Every entry should be reproduced word for word.
********
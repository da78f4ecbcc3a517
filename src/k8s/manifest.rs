use kube::api::DynamicObject;
use serde_json::Value;

use super::ApplyError;

/// Split a multi-document YAML stream on `---` lines.
///
/// Slices borrow from `content`. The separator line and the newline before it
/// belong to no document.
pub fn split_documents(content: &[u8]) -> Vec<&[u8]> {
    let mut documents = Vec::new();
    let mut start = 0;
    let mut line_start = 0;

    loop {
        let line_end = content[line_start..]
            .iter()
            .position(|b| *b == b'\n')
            .map(|p| line_start + p)
            .unwrap_or(content.len());
        let line = &content[line_start..line_end];
        let line = line.strip_suffix(b"\r").unwrap_or(line);

        if line == b"---" {
            let end = if line_start > start {
                line_start - 1
            } else {
                line_start
            };
            documents.push(&content[start..end]);
            start = (line_end + 1).min(content.len());
        }

        if line_end >= content.len() {
            break;
        }
        line_start = line_end + 1;
    }

    documents.push(&content[start..]);
    documents
}

/// Whether a document holds nothing but whitespace and comments.
pub fn is_blank(document: &[u8]) -> bool {
    String::from_utf8_lossy(document).lines().all(|line| {
        let line = line.trim();
        line.is_empty() || line.starts_with('#')
    })
}

/// Decode one YAML document. `Ok(None)` stands for an empty document.
pub fn decode_document(document: &[u8]) -> Result<Option<DynamicObject>, ApplyError> {
    if is_blank(document) {
        return Ok(None);
    }

    let value: Value =
        serde_yaml::from_slice(document).map_err(|e| ApplyError::Decode(e.to_string()))?;

    match &value {
        Value::Null => return Ok(None),
        Value::Object(_) => {}
        _ => return Err(ApplyError::Decode("document is not a mapping".into())),
    }

    for field in ["apiVersion", "kind"] {
        if !value.get(field).map(Value::is_string).unwrap_or(false) {
            return Err(ApplyError::Decode(format!("missing field '{field}'")));
        }
    }

    let has_name = value
        .pointer("/metadata/name")
        .and_then(Value::as_str)
        .map(|n| !n.is_empty())
        .unwrap_or(false);
    if !has_name {
        return Err(ApplyError::Decode("missing field 'metadata.name'".into()));
    }

    serde_json::from_value(value)
        .map(Some)
        .map_err(|e| ApplyError::Decode(e.to_string()))
}
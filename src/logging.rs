use std::future::Future;

use tracing_error::ErrorLayer;
use tracing_subscriber::{layer::SubscriberExt, util::SubscriberInitExt, EnvFilter, Registry};
use tracing_tree::HierarchicalLayer;

use crate::{config::Config, server_info::APP_NAME};

const DEFAULT_LOG_FILTER: &str = "tower_http=debug,kubehook=debug,info";

pub struct TracingSetup;

impl TracingSetup {
    /// Install the global subscriber, then run `func` on its own task.
    ///
    /// Spans are exported to Jaeger when a telemetry URL is configured.
    pub async fn with_setup<Func, Fut>(config: Config, func: Func) -> color_eyre::Result<()>
    where
        Fut: Future<Output = color_eyre::Result<()>> + Send + 'static,
        Func: FnOnce(Config) -> Fut + Send,
    {
        configure_log_var();

        let telemetry = match config.telemetry_url() {
            Some(telemetry_url) => {
                let tracer = opentelemetry_jaeger::new_pipeline()
                    .with_service_name(APP_NAME)
                    .with_agent_endpoint(telemetry_url)
                    .install_batch(opentelemetry::runtime::Tokio)?;
                Some(tracing_opentelemetry::layer().with_tracer(tracer))
            }
            None => None,
        };
        let exports_spans = telemetry.is_some();

        Registry::default()
            .with(EnvFilter::from_default_env())
            .with(
                HierarchicalLayer::new(2)
                    .with_targets(true)
                    .with_bracketed_fields(true),
            )
            .with(ErrorLayer::default())
            .with(telemetry)
            .init();

        let result = tokio::spawn(func(config)).await?;

        if exports_spans {
            opentelemetry::global::shutdown_tracer_provider();
        }

        result
    }
}

fn configure_log_var() {
    if std::env::var("RUST_LOG")
        .ok()
        .filter(|s| !s.is_empty())
        .is_none()
    {
        std::env::set_var("RUST_LOG", DEFAULT_LOG_FILTER);
    }
}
********
RESPONSE TO THE EXERCISE:
repository da78f4ecbcc3a517
filename src/k8s/manifest.rs
use kube::api::DynamicObject;
use serde_json::Value;

use super::ApplyError;

/// Split a multi-document YAML stream on `---` lines.
///
/// Slices borrow from `content`. The separator line and the newline before it
/// belong to no document.
pub fn split_documents(content: &[u8]) -> Vec<&[u8]> {
    let mut documents = Vec::new();
    let mut start = 0;
    let mut line_start = 0;

    loop {
        let line_end = content[line_start..]
            .iter()
            .position(|b| *b == b'\n')
            .map(|p| line_start + p)
            .unwrap_or(content.len());
        let line = &content[line_start..line_end];
        let line = line.strip_suffix(b"\r").unwrap_or(line);

        if line == b"---" {
            let end = if line_start > start {
                line_start - 1
            } else {
                line_start
            };
            documents.push(&content[start..end]);
            start = (line_end + 1).min(content.len());
        }

        if line_end >= content.len() {
            break;
        }
        line_start = line_end + 1;
    }

    documents.push(&content[start..]);
    documents
}

/// Whether a document holds nothing but whitespace and comments.
pub fn is_blank(document: &[u8]) -> bool {
    String::from_utf8_lossy(document).lines().all(|line| {
        let line = line.trim();
        line.is_empty() || line.starts_with('#')
    })
}

/// Decode one YAML document. `Ok(None)` stands for an empty document.
pub fn decode_document(document: &[u8]) -> Result<Option<DynamicObject>, ApplyError> {
    if is_blank(document) {
        return Ok(None);
    }

    let value: Value =
        serde_yaml::from_slice(document).map_err(|e| ApplyError::Decode(e.to_string()))?;

    match &value {
        Value::Null => return Ok(None),
        Value::Object(_) => {}
        _ => return Err(ApplyError::Decode("document is not a mapping".into())),
    }

    for field in ["apiVersion", "kind"] {
        if !value.get(field).map(Value::is_string).unwrap_or(false) {
            return Err(ApplyError::Decode(format!("missing field '{field}'")));
        }
    }

    let has_name = value
        .pointer("/metadata/name")
        .and_then(Value::as_str)
        .map(|n| !n.is_empty())
        .unwrap_or(false);
    if !has_name {
        return Err(ApplyError::Decode("missing field 'metadata.name'".into()));
    }

    serde_json::from_value(value)
        .map(Some)
        .map_err(|e| ApplyError::Decode(e.to_string()))
}
filename src/logging.rs
use std::future::Future;

use tracing_error::ErrorLayer;
use tracing_subscriber::{layer::SubscriberExt, util::SubscriberInitExt, EnvFilter, Registry};
use tracing_tree::HierarchicalLayer;

use crate::{config::Config, server_info::APP_NAME};

const DEFAULT_LOG_FILTER: &str = "tower_http=debug,kubehook=debug,info";

pub struct TracingSetup;

impl TracingSetup {
    /// Install the global subscriber, then run `func` on its own task.
    ///
    /// Spans are exported to Jaeger when a telemetry URL is configured.
    pub async fn with_setup<Func, Fut>(config: Config, func: Func) -> color_eyre::Result<()>
    where
        Fut: Future<Output = color_eyre::Result<()>> + Send + 'static,
        Func: FnOnce(Config) -> Fut + Send,
    {
        configure_log_var();

        let telemetry = match config.telemetry_url() {
            Some(telemetry_url) => {
                let tracer = opentelemetry_jaeger::new_pipeline()
                    .with_service_name(APP_NAME)
                    .with_agent_endpoint(telemetry_url)
                    .install_batch(opentelemetry::runtime::Tokio)?;
                Some(tracing_opentelemetry::layer().with_tracer(tracer))
            }
            None => None,
        };
        let exports_spans = telemetry.is_some();

        Registry::default()
            .with(EnvFilter::from_default_env())
            .with(
                HierarchicalLayer::new(2)
                    .with_targets(true)
                    .with_bracketed_fields(true),
            )
            .with(ErrorLayer::default())
            .with(telemetry)
            .init();

        let result = tokio::spawn(func(config)).await?;

        if exports_spans {
            opentelemetry::global::shutdown_tracer_provider();
        }

        result
    }
}

fn configure_log_var() {
    if std::env::var("RUST_LOG")
        .ok()
        .filter(|s| !s.is_empty())
        .is_none()
    {
        std::env::set_var("RUST_LOG", DEFAULT_LOG_FILTER);
    }
}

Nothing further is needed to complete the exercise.